→ EXERCISE DETAILS
If a line below contains "that", count it; then state how many such lines there are, and nothing else.

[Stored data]

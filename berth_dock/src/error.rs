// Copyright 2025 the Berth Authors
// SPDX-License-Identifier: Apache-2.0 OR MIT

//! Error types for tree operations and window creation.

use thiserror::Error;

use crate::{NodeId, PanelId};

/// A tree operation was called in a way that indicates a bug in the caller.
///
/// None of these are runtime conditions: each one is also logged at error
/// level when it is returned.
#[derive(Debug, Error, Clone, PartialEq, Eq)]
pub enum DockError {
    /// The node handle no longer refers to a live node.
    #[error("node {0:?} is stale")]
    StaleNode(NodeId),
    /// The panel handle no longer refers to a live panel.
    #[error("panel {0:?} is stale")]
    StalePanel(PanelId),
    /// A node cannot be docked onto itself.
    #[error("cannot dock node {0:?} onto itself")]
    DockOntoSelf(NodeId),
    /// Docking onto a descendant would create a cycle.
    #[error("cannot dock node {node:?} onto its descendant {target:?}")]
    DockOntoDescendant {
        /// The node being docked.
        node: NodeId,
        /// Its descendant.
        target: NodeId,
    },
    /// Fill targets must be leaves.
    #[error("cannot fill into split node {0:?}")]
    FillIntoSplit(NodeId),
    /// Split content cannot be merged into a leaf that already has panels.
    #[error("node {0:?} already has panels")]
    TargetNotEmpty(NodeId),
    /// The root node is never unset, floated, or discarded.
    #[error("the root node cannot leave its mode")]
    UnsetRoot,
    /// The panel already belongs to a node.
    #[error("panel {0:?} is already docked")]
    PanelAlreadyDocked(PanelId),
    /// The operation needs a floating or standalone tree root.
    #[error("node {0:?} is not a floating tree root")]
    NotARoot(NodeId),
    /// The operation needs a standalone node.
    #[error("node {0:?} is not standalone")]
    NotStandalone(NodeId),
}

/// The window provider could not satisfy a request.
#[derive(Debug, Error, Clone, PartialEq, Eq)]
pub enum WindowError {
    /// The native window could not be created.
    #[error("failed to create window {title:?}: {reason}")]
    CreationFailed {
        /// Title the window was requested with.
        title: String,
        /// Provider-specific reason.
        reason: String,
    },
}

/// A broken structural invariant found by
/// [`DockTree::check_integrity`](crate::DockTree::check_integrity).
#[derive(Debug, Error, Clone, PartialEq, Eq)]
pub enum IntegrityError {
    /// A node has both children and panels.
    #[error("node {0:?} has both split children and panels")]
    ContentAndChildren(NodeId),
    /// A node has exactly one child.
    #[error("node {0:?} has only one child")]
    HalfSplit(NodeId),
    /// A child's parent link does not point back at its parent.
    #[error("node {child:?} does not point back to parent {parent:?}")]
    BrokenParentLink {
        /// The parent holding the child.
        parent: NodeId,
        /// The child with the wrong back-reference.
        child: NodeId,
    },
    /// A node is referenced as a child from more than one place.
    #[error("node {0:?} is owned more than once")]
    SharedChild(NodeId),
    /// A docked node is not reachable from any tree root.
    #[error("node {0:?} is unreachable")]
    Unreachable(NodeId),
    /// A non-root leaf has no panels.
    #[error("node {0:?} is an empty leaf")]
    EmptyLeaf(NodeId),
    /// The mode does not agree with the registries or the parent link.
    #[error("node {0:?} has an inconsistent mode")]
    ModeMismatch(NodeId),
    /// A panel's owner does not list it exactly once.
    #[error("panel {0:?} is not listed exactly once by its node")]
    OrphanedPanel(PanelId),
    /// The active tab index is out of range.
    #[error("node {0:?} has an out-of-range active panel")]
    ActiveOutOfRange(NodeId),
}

...

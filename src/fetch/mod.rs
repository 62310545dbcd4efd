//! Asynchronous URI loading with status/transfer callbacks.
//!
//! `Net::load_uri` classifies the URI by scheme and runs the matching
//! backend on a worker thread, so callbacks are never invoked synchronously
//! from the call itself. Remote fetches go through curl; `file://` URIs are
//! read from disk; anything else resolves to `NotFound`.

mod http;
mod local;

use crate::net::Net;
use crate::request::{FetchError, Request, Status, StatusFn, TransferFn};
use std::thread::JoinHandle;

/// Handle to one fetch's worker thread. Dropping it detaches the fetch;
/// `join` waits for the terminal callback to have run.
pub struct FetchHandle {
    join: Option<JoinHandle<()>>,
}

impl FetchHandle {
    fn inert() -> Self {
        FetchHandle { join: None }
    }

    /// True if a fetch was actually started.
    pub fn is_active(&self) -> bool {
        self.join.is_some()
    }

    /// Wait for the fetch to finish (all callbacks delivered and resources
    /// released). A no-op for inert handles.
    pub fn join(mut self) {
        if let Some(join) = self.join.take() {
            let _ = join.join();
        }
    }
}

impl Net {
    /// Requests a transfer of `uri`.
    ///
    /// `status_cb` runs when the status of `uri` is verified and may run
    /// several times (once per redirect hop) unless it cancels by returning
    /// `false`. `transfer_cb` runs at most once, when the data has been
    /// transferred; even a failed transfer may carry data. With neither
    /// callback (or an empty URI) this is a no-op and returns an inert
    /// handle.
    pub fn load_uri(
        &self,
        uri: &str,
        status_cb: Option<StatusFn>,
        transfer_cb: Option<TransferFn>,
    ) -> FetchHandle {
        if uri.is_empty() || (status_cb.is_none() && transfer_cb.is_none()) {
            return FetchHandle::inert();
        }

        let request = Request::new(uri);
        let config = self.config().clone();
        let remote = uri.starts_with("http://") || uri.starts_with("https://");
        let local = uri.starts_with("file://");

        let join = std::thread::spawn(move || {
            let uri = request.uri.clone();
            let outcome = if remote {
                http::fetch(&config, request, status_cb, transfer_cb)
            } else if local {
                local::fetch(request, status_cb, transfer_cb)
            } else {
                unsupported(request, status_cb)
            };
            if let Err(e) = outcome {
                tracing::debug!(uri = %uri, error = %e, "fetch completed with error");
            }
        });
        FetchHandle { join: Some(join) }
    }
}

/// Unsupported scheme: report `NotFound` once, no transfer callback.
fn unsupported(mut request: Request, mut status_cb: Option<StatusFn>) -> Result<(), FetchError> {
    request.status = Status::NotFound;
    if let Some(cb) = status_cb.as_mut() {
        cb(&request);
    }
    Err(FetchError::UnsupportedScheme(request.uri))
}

→ YOUR RESPONSE
2